Start of Task material
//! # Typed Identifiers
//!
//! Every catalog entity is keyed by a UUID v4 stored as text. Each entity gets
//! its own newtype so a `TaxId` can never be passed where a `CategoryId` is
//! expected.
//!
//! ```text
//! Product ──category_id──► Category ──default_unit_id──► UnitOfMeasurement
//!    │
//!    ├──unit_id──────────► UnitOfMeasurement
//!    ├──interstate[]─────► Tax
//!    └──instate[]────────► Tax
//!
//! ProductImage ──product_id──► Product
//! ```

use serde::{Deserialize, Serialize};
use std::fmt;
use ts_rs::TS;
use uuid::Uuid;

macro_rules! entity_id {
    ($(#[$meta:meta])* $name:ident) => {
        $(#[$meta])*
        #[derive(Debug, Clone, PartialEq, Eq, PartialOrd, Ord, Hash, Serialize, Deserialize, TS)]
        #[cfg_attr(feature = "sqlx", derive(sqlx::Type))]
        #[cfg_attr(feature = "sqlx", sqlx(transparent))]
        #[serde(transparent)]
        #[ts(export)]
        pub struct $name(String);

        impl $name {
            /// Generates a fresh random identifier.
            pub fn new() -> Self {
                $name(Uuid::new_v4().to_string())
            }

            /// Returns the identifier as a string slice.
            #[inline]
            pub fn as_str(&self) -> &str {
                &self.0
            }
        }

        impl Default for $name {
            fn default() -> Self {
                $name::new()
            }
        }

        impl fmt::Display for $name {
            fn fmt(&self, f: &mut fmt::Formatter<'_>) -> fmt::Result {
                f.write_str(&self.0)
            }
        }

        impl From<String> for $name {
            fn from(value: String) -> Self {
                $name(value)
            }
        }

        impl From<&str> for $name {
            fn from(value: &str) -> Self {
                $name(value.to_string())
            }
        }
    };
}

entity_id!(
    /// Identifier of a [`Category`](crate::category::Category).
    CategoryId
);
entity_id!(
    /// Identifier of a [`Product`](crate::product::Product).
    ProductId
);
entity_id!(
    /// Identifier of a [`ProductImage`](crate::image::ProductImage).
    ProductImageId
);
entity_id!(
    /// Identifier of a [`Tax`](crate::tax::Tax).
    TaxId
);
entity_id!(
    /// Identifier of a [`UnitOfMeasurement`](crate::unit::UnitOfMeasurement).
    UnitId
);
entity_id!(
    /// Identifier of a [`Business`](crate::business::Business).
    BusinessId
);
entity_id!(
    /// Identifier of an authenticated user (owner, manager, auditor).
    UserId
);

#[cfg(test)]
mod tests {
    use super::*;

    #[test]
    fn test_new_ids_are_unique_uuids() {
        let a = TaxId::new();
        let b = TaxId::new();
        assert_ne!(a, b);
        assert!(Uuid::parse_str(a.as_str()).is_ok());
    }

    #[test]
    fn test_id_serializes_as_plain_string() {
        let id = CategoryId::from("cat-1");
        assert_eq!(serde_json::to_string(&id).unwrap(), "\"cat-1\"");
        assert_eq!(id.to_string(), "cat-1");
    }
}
End of Task material
#### Exercise details
Every line of the data above should be reproduced word for word.

#### Exercise answer
//! # Typed Identifiers
//!
//! Every catalog entity is keyed by a UUID v4 stored as text. Each entity gets
//! its own newtype so a `TaxId` can never be passed where a `CategoryId` is
//! expected.
//!
//! ```text
//! Product ──category_id──► Category ──default_unit_id──► UnitOfMeasurement
//!    │
//!    ├──unit_id──────────► UnitOfMeasurement
//!    ├──interstate[]─────► Tax
//!    └──instate[]────────► Tax
//!
//! ProductImage ──product_id──► Product
//! ```

use serde::{Deserialize, Serialize};
use std::fmt;
use ts_rs::TS;
use uuid::Uuid;

macro_rules! entity_id {
    ($(#[$meta:meta])* $name:ident) => {
        $(#[$meta])*
        #[derive(Debug, Clone, PartialEq, Eq, PartialOrd, Ord, Hash, Serialize, Deserialize, TS)]
        #[cfg_attr(feature = "sqlx", derive(sqlx::Type))]
        #[cfg_attr(feature = "sqlx", sqlx(transparent))]
        #[serde(transparent)]
        #[ts(export)]
        pub struct $name(String);

        impl $name {
            /// Generates a fresh random identifier.
            pub fn new() -> Self {
                $name(Uuid::new_v4().to_string())
            }

            /// Returns the identifier as a string slice.
            #[inline]
            pub fn as_str(&self) -> &str {
                &self.0
            }
        }

        impl Default for $name {
            fn default() -> Self {
                $name::new()
            }
        }

        impl fmt::Display for $name {
            fn fmt(&self, f: &mut fmt::Formatter<'_>) -> fmt::Result {
                f.write_str(&self.0)
            }
        }

        impl From<String> for $name {
            fn from(value: String) -> Self {
                $name(value)
            }
        }

        impl From<&str> for $name {
            fn from(value: &str) -> Self {
                $name(value.to_string())
            }
        }
    };
}

entity_id!(
    /// Identifier of a [`Category`](crate::category::Category).
    CategoryId
);
entity_id!(
    /// Identifier of a [`Product`](crate::product::Product).
    ProductId
);
entity_id!(
    /// Identifier of a [`ProductImage`](crate::image::ProductImage).
    ProductImageId
);
entity_id!(
    /// Identifier of a [`Tax`](crate::tax::Tax).
    TaxId
);
entity_id!(
    /// Identifier of a [`UnitOfMeasurement`](crate::unit::UnitOfMeasurement).
    UnitId
);
entity_id!(
    /// Identifier of a [`Business`](crate::business::Business).
    BusinessId
);
entity_id!(
    /// Identifier of an authenticated user (owner, manager, auditor).
    UserId
);

#[cfg(test)]
mod tests {
    use super::*;

    #[test]
    fn test_new_ids_are_unique_uuids() {
        let a = TaxId::new();
        let b = TaxId::new();
        assert_ne!(a, b);
        assert!(Uuid::parse_str(a.as_str()).is_ok());
    }

    #[test]
    fn test_id_serializes_as_plain_string() {
        let id = CategoryId::from("cat-1");
        assert_eq!(serde_json::to_string(&id).unwrap(), "\"cat-1\"");
        assert_eq!(id.to_string(), "cat-1");
    }
}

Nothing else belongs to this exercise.